The organized event on the Novi Sad quay attracted people from other places in Serbia, including the capital Belgrade and places across the northern Vojvodina region, to hear and sing along with Balasevic’s songs being played from a sound system loud enough to be heard across the river on the Novi Sad fortress which was lit up with an image of the late singer. Red and white lLanterns were lit and released to float above the river and the city. A choir from the city’s Serbian National Theater sang some of his sadder songs and a saxophone player accompanied the music from a boat on the river.

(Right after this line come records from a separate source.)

//! Storage type inference from sample values.

use std::sync::LazyLock;

use regex::Regex;
use serde::{Deserialize, Serialize};
use serde_json::Value;

// ASCII digits only: `\d` would also accept other scripts' digits.
static DATE_PREFIX: LazyLock<Regex> = LazyLock::new(|| {
    Regex::new(r"^[0-9]{4}-[0-9]{2}-[0-9]{2}").expect("date prefix pattern is valid")
});

/// Canonical storage type for an imported field.
#[derive(Debug, Clone, Copy, PartialEq, Eq, Hash, Serialize, Deserialize)]
#[serde(rename_all = "snake_case")]
pub enum CanonicalType {
    /// `true` / `false`.
    Boolean,
    /// Number without a fractional part.
    Integer,
    /// Number with a fractional part.
    Numeric,
    /// String starting with `YYYY-MM-DD`.
    Date,
    /// Short string (at most [`CanonicalType::VARCHAR_MAX_LEN`] characters).
    Varchar,
    /// Long string, or the fallback for missing samples.
    Text,
    /// Objects and arrays.
    Jsonb,
}

impl CanonicalType {
    /// Longest string stored as `varchar`.
    pub const VARCHAR_MAX_LEN: usize = 255;

    /// Returns the lowercase type name.
    #[must_use]
    pub fn as_str(&self) -> &'static str {
        match self {
            Self::Boolean => "boolean",
            Self::Integer => "integer",
            Self::Numeric => "numeric",
            Self::Date => "date",
            Self::Varchar => "varchar",
            Self::Text => "text",
            Self::Jsonb => "jsonb",
        }
    }
}

impl std::fmt::Display for CanonicalType {
    fn fmt(&self, f: &mut std::fmt::Formatter<'_>) -> std::fmt::Result {
        f.write_str(self.as_str())
    }
}

/// Infers the canonical storage type of a sample value.
///
/// Every value maps to exactly one type. A missing sample (`null`) maps to
/// `text` so that absent data never blocks an import.
#[must_use]
pub fn infer_type(value: &Value) -> CanonicalType {
    match value {
        Value::Null => CanonicalType::Text,
        Value::Bool(_) => CanonicalType::Boolean,
        Value::Number(n) => {
            if n.is_i64() || n.is_u64() {
                return CanonicalType::Integer;
            }
            match n.as_f64() {
                Some(f) if f.is_finite() && f.fract() == 0.0 => CanonicalType::Integer,
                Some(_) => CanonicalType::Numeric,
                None => CanonicalType::Text,
            }
        }
        Value::String(s) => {
            if DATE_PREFIX.is_match(s) {
                CanonicalType::Date
            } else if s.chars().count() <= CanonicalType::VARCHAR_MAX_LEN {
                CanonicalType::Varchar
            } else {
                CanonicalType::Text
            }
        }
        Value::Array(_) | Value::Object(_) => CanonicalType::Jsonb,
    }
}
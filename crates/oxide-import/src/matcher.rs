//! Ranks existing tables by field-name overlap with an import sample.
//!
//! A field counts as matched when some column name equals it, starts with it,
//! or contains it (or the reverse), all compared case-insensitively. The score
//! is `matched / max(fields, columns)`, so wide tables are not rewarded for
//! swallowing a narrow import.

use tracing::debug;

use crate::schema::{SchemaSnapshot, TableDescriptor};

/// Default minimum score for a table to be a candidate.
pub const DEFAULT_MATCH_THRESHOLD: f64 = 0.5;

/// A candidate table and its overlap score.
#[derive(Debug, Clone, Copy, PartialEq)]
pub struct TableMatch<'a> {
    /// The candidate table.
    pub table: &'a TableDescriptor,
    /// Overlap score (0.0 to 1.0).
    pub score: f64,
}

/// Outcome of matching a record shape against a snapshot.
#[derive(Debug, Clone, PartialEq)]
pub enum MatchOutcome<'a> {
    /// Candidates at or above the threshold, best first.
    Ranked(Vec<TableMatch<'a>>),
    /// No table cleared the threshold; a new table should be proposed.
    NoMatch,
}

impl<'a> MatchOutcome<'a> {
    /// Returns the best candidate, if any.
    #[must_use]
    pub fn best(&self) -> Option<&TableMatch<'a>> {
        match self {
            Self::Ranked(matches) => matches.first(),
            Self::NoMatch => None,
        }
    }
}

/// Scores snapshot tables against import field names.
#[derive(Debug, Clone)]
pub struct SchemaMatcher {
    threshold: f64,
}

impl Default for SchemaMatcher {
    fn default() -> Self {
        Self::new()
    }
}

impl SchemaMatcher {
    /// Creates a matcher with the default threshold.
    #[must_use]
    pub fn new() -> Self {
        Self {
            threshold: DEFAULT_MATCH_THRESHOLD,
        }
    }

    /// Creates a matcher with a custom threshold.
    #[must_use]
    pub fn with_threshold(threshold: f64) -> Self {
        Self { threshold }
    }

    /// Ranks every table in the snapshot.
    ///
    /// Ties keep catalog order.
    #[must_use]
    pub fn rank<'a, S: AsRef<str>>(
        &self,
        field_names: &[S],
        snapshot: &'a SchemaSnapshot,
    ) -> MatchOutcome<'a> {
        let mut matches: Vec<TableMatch<'a>> = snapshot
            .tables
            .iter()
            .map(|table| TableMatch {
                table,
                score: score_table(field_names, table),
            })
            .filter(|m| m.score >= self.threshold)
            .collect();

        // `sort_by` is stable, so equal scores stay in catalog order.
        matches.sort_by(|a, b| b.score.total_cmp(&a.score));

        debug!(
            fields = field_names.len(),
            tables = snapshot.tables.len(),
            candidates = matches.len(),
            "Ranked candidate tables"
        );

        if matches.is_empty() {
            MatchOutcome::NoMatch
        } else {
            MatchOutcome::Ranked(matches)
        }
    }
}

/// Computes the overlap score of one table.
#[must_use]
pub fn score_table<S: AsRef<str>>(field_names: &[S], table: &TableDescriptor) -> f64 {
    let denominator = field_names.len().max(table.columns.len());
    if denominator == 0 {
        return 0.0;
    }

    let columns: Vec<String> = table.column_names().map(str::to_lowercase).collect();
    let matched = field_names
        .iter()
        .filter(|field| {
            let field = field.as_ref().to_lowercase();
            columns.iter().any(|column| names_overlap(&field, column))
        })
        .count();

    matched as f64 / denominator as f64
}

/// Both arguments must already be lowercase.
fn names_overlap(field: &str, column: &str) -> bool {
    field == column
        || column.starts_with(field)
        || field.starts_with(column)
        || column.contains(field)
        || field.contains(column)
}
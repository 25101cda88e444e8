//! Foreign-key heuristics based on field names.
//!
//! Detection is a substring test on the field name. Target suggestion walks an
//! ordered rule table; the first rule whose fragment appears in the field
//! name wins. No match means no suggestion.

use serde::{Deserialize, Serialize};
use serde_json::Value;

/// Name fragments that mark a field as a possible reference.
const KEY_FRAGMENTS: &[&str] = &["_id", "id", "_ref", "_key"];

/// Suggested referenced column for a foreign-key candidate.
#[derive(Debug, Clone, PartialEq, Serialize, Deserialize)]
pub struct ForeignKeyTarget {
    /// Referenced table.
    pub table: String,
    /// Referenced column.
    pub column: String,
    /// Heuristic confidence (0.0 to 1.0).
    pub confidence: f64,
}

/// One entry of the target lookup table.
#[derive(Debug, Clone, Copy)]
pub struct KeyRule {
    /// Lowercase fragment that must appear in the field name.
    pub fragment: &'static str,
    /// Table the field most likely references.
    pub table: &'static str,
    /// Column the field most likely references.
    pub column: &'static str,
    /// Confidence assigned to the suggestion.
    pub confidence: f64,
}

impl KeyRule {
    fn matches(&self, field_name: &str) -> bool {
        field_name.contains(self.fragment)
    }

    fn target(&self) -> ForeignKeyTarget {
        ForeignKeyTarget {
            table: self.table.to_string(),
            column: self.column.to_string(),
            confidence: self.confidence,
        }
    }
}

/// Built-in lookup rules, checked in order.
pub const DEFAULT_KEY_RULES: &[KeyRule] = &[
    KeyRule {
        fragment: "user",
        table: "users",
        column: "id",
        confidence: 0.8,
    },
    KeyRule {
        fragment: "facility",
        table: "facilities",
        column: "id",
        confidence: 0.8,
    },
    KeyRule {
        fragment: "organization",
        table: "organizations",
        column: "id",
        confidence: 0.7,
    },
];

/// Returns true if the field looks like a reference to another table.
///
/// Only scalar strings and numbers qualify; structured values never do.
#[must_use]
pub fn is_foreign_key_candidate(field_name: &str, value: &Value) -> bool {
    if !matches!(value, Value::String(_) | Value::Number(_)) {
        return false;
    }
    let lowered = field_name.to_lowercase();
    KEY_FRAGMENTS.iter().any(|fragment| lowered.contains(fragment))
}

/// Suggests a referenced table/column using [`DEFAULT_KEY_RULES`].
#[must_use]
pub fn suggest_foreign_key_target(field_name: &str, value: &Value) -> Option<ForeignKeyTarget> {
    suggest_with_rules(DEFAULT_KEY_RULES, field_name, value)
}

/// Suggests a referenced table/column using a caller-provided rule table.
#[must_use]
pub fn suggest_with_rules(
    rules: &[KeyRule],
    field_name: &str,
    value: &Value,
) -> Option<ForeignKeyTarget> {
    if !is_foreign_key_candidate(field_name, value) {
        return None;
    }
    let lowered = field_name.to_lowercase();
    rules
        .iter()
        .find(|rule| rule.matches(&lowered))
        .map(KeyRule::target)
}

Balasevic died of COVID-19 in the Vojvodina Clinical Center on Friday, February 19 and was buried on Sunday with family and small circle of friends in attendance. Fans left flowers and lit candles at the grave soon after the funeral. Pictures of the grave have been posted on social media. The city authorities declared a day of mourning on Sunday.
Balasevic was mourned across the former Yugoslavia. Fans in the Croatian capital Zagreb left a sign with a word in Cyrillic from one of his songs dedicated to the city in a central square and lit candles, others sang his songs at a central square in the Adriatic resort of Split. In Pula, in Croatia’s Istria region, candles were lit in front of the railway station which was featured in one of his popular songs. Balasevic’s first post-war concert in Croatia was in Pula with the proceeds going to the local hospital. An image of Balasevic illuminated the city hall in Sarajevo, invoking fond memories of his 1998 concert, just three years after the end of the war. Fans also gathered in North Macedonia’s capital Skoplje, lighting candles and singing his songs. Not since the death of Yugoslavia leader Tito has the death of any public figure been marked across the region as it has for Balasevic.
Tangerines and plush toy rabbits were laid at all the memorial gatherings in reference to one of his early songs about his childhood and native city – nine candles on a cake when I got a pair of tangeries and a white fluffy rabbit. Toy rabbits were thrown at him from the audience at virtually every concert.
The Balasevic family received messages of condolence from politicians in his native Serbia, Montenegro, Croatia, North Macedonia, Bosnia-Herzegovina.